What this task involves> Every line below should be set down exactly as it appears.

Records for the exercise>
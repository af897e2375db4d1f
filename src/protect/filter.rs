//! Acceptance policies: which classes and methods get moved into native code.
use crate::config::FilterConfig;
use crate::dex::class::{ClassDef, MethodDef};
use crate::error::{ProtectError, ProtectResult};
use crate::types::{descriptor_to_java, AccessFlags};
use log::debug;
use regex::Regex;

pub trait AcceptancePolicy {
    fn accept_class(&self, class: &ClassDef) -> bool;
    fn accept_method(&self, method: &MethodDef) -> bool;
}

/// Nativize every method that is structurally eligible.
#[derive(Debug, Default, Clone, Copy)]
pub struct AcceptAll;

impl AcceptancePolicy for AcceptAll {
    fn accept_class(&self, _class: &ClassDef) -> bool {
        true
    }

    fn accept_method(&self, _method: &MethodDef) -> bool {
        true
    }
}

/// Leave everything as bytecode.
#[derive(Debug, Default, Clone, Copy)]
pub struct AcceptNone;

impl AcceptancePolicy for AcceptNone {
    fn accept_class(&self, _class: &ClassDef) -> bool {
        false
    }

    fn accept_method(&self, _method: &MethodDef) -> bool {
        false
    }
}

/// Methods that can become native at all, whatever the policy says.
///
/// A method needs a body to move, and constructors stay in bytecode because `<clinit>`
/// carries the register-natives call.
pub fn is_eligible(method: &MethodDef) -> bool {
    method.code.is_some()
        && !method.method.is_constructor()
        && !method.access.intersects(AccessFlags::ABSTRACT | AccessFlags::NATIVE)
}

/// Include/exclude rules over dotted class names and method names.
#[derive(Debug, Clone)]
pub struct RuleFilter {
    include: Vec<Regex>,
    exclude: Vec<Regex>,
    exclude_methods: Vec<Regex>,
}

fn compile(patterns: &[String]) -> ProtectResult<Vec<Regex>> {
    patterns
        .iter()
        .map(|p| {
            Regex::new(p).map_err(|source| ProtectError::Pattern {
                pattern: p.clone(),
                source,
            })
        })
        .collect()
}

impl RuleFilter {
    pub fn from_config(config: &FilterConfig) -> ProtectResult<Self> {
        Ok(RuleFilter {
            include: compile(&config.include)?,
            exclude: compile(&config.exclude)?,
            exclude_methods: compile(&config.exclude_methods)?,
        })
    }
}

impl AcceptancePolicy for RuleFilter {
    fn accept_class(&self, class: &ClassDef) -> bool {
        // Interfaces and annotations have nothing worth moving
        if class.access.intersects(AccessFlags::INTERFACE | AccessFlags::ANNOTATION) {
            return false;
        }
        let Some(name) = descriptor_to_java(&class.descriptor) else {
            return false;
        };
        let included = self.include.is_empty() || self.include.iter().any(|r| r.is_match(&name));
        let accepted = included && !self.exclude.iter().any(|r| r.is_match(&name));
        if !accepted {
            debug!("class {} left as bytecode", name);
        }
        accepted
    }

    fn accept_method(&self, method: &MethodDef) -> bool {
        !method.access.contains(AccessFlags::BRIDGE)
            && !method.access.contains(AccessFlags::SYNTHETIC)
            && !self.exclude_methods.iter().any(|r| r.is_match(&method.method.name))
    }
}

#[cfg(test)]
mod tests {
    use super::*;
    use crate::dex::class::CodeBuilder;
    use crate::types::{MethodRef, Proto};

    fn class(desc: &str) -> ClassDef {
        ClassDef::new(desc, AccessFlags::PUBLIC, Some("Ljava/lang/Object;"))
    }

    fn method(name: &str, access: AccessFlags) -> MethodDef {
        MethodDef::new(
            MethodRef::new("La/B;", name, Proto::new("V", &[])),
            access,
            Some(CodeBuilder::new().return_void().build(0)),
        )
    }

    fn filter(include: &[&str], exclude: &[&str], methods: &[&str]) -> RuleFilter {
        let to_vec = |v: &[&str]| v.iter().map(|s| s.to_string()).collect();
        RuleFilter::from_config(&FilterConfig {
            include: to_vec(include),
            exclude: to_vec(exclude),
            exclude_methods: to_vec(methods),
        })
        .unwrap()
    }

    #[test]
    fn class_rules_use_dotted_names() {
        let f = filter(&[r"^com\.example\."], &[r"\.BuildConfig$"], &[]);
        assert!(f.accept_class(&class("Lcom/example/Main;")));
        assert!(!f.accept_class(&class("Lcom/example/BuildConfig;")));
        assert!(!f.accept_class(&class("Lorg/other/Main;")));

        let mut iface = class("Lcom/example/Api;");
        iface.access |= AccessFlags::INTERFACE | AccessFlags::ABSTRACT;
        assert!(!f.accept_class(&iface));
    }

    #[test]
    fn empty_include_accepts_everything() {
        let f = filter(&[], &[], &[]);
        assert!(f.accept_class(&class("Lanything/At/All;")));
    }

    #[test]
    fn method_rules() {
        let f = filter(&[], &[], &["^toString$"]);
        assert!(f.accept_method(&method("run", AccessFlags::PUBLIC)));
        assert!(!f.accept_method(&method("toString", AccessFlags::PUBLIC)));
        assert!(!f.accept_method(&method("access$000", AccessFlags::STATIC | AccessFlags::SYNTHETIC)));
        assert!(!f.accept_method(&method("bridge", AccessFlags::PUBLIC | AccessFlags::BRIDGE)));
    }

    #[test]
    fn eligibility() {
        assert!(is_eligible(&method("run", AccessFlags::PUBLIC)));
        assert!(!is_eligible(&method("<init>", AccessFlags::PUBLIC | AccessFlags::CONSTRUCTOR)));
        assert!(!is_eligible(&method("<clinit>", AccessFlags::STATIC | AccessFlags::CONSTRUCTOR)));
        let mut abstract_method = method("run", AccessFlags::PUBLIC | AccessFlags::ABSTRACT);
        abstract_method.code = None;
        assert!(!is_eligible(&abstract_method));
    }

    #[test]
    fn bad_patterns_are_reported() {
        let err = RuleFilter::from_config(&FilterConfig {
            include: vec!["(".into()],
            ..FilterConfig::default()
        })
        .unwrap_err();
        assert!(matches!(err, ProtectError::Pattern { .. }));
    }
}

Exercise result>
repository af897e2375db4d1f
filename src/protect/filter.rs
//! Acceptance policies: which classes and methods get moved into native code.
use crate::config::FilterConfig;
use crate::dex::class::{ClassDef, MethodDef};
use crate::error::{ProtectError, ProtectResult};
use crate::types::{descriptor_to_java, AccessFlags};
use log::debug;
use regex::Regex;

pub trait AcceptancePolicy {
    fn accept_class(&self, class: &ClassDef) -> bool;
    fn accept_method(&self, method: &MethodDef) -> bool;
}

/// Nativize every method that is structurally eligible.
#[derive(Debug, Default, Clone, Copy)]
pub struct AcceptAll;

impl AcceptancePolicy for AcceptAll {
    fn accept_class(&self, _class: &ClassDef) -> bool {
        true
    }

    fn accept_method(&self, _method: &MethodDef) -> bool {
        true
    }
}

/// Leave everything as bytecode.
#[derive(Debug, Default, Clone, Copy)]
pub struct AcceptNone;

impl AcceptancePolicy for AcceptNone {
    fn accept_class(&self, _class: &ClassDef) -> bool {
        false
    }

    fn accept_method(&self, _method: &MethodDef) -> bool {
        false
    }
}

/// Methods that can become native at all, whatever the policy says.
///
/// A method needs a body to move, and constructors stay in bytecode because `<clinit>`
/// carries the register-natives call.
pub fn is_eligible(method: &MethodDef) -> bool {
    method.code.is_some()
        && !method.method.is_constructor()
        && !method.access.intersects(AccessFlags::ABSTRACT | AccessFlags::NATIVE)
}

/// Include/exclude rules over dotted class names and method names.
#[derive(Debug, Clone)]
pub struct RuleFilter {
    include: Vec<Regex>,
    exclude: Vec<Regex>,
    exclude_methods: Vec<Regex>,
}

fn compile(patterns: &[String]) -> ProtectResult<Vec<Regex>> {
    patterns
        .iter()
        .map(|p| {
            Regex::new(p).map_err(|source| ProtectError::Pattern {
                pattern: p.clone(),
                source,
            })
        })
        .collect()
}

impl RuleFilter {
    pub fn from_config(config: &FilterConfig) -> ProtectResult<Self> {
        Ok(RuleFilter {
            include: compile(&config.include)?,
            exclude: compile(&config.exclude)?,
            exclude_methods: compile(&config.exclude_methods)?,
        })
    }
}

impl AcceptancePolicy for RuleFilter {
    fn accept_class(&self, class: &ClassDef) -> bool {
        // Interfaces and annotations have nothing worth moving
        if class.access.intersects(AccessFlags::INTERFACE | AccessFlags::ANNOTATION) {
            return false;
        }
        let Some(name) = descriptor_to_java(&class.descriptor) else {
            return false;
        };
        let included = self.include.is_empty() || self.include.iter().any(|r| r.is_match(&name));
        let accepted = included && !self.exclude.iter().any(|r| r.is_match(&name));
        if !accepted {
            debug!("class {} left as bytecode", name);
        }
        accepted
    }

    fn accept_method(&self, method: &MethodDef) -> bool {
        !method.access.contains(AccessFlags::BRIDGE)
            && !method.access.contains(AccessFlags::SYNTHETIC)
            && !self.exclude_methods.iter().any(|r| r.is_match(&method.method.name))
    }
}

#[cfg(test)]
mod tests {
    use super::*;
    use crate::dex::class::CodeBuilder;
    use crate::types::{MethodRef, Proto};

    fn class(desc: &str) -> ClassDef {
        ClassDef::new(desc, AccessFlags::PUBLIC, Some("Ljava/lang/Object;"))
    }

    fn method(name: &str, access: AccessFlags) -> MethodDef {
        MethodDef::new(
            MethodRef::new("La/B;", name, Proto::new("V", &[])),
            access,
            Some(CodeBuilder::new().return_void().build(0)),
        )
    }

    fn filter(include: &[&str], exclude: &[&str], methods: &[&str]) -> RuleFilter {
        let to_vec = |v: &[&str]| v.iter().map(|s| s.to_string()).collect();
        RuleFilter::from_config(&FilterConfig {
            include: to_vec(include),
            exclude: to_vec(exclude),
            exclude_methods: to_vec(methods),
        })
        .unwrap()
    }

    #[test]
    fn class_rules_use_dotted_names() {
        let f = filter(&[r"^com\.example\."], &[r"\.BuildConfig$"], &[]);
        assert!(f.accept_class(&class("Lcom/example/Main;")));
        assert!(!f.accept_class(&class("Lcom/example/BuildConfig;")));
        assert!(!f.accept_class(&class("Lorg/other/Main;")));

        let mut iface = class("Lcom/example/Api;");
        iface.access |= AccessFlags::INTERFACE | AccessFlags::ABSTRACT;
        assert!(!f.accept_class(&iface));
    }

    #[test]
    fn empty_include_accepts_everything() {
        let f = filter(&[], &[], &[]);
        assert!(f.accept_class(&class("Lanything/At/All;")));
    }

    #[test]
    fn method_rules() {
        let f = filter(&[], &[], &["^toString$"]);
        assert!(f.accept_method(&method("run", AccessFlags::PUBLIC)));
        assert!(!f.accept_method(&method("toString", AccessFlags::PUBLIC)));
        assert!(!f.accept_method(&method("access$000", AccessFlags::STATIC | AccessFlags::SYNTHETIC)));
        assert!(!f.accept_method(&method("bridge", AccessFlags::PUBLIC | AccessFlags::BRIDGE)));
    }

    #[test]
    fn eligibility() {
        assert!(is_eligible(&method("run", AccessFlags::PUBLIC)));
        assert!(!is_eligible(&method("<init>", AccessFlags::PUBLIC | AccessFlags::CONSTRUCTOR)));
        assert!(!is_eligible(&method("<clinit>", AccessFlags::STATIC | AccessFlags::CONSTRUCTOR)));
        let mut abstract_method = method("run", AccessFlags::PUBLIC | AccessFlags::ABSTRACT);
        abstract_method.code = None;
        assert!(!is_eligible(&abstract_method));
    }

    #[test]
    fn bad_patterns_are_reported() {
        let err = RuleFilter::from_config(&FilterConfig {
            include: vec!["(".into()],
            ..FilterConfig::default()
        })
        .unwrap_err();
        assert!(matches!(err, ProtectError::Pattern { .. }));
    }
}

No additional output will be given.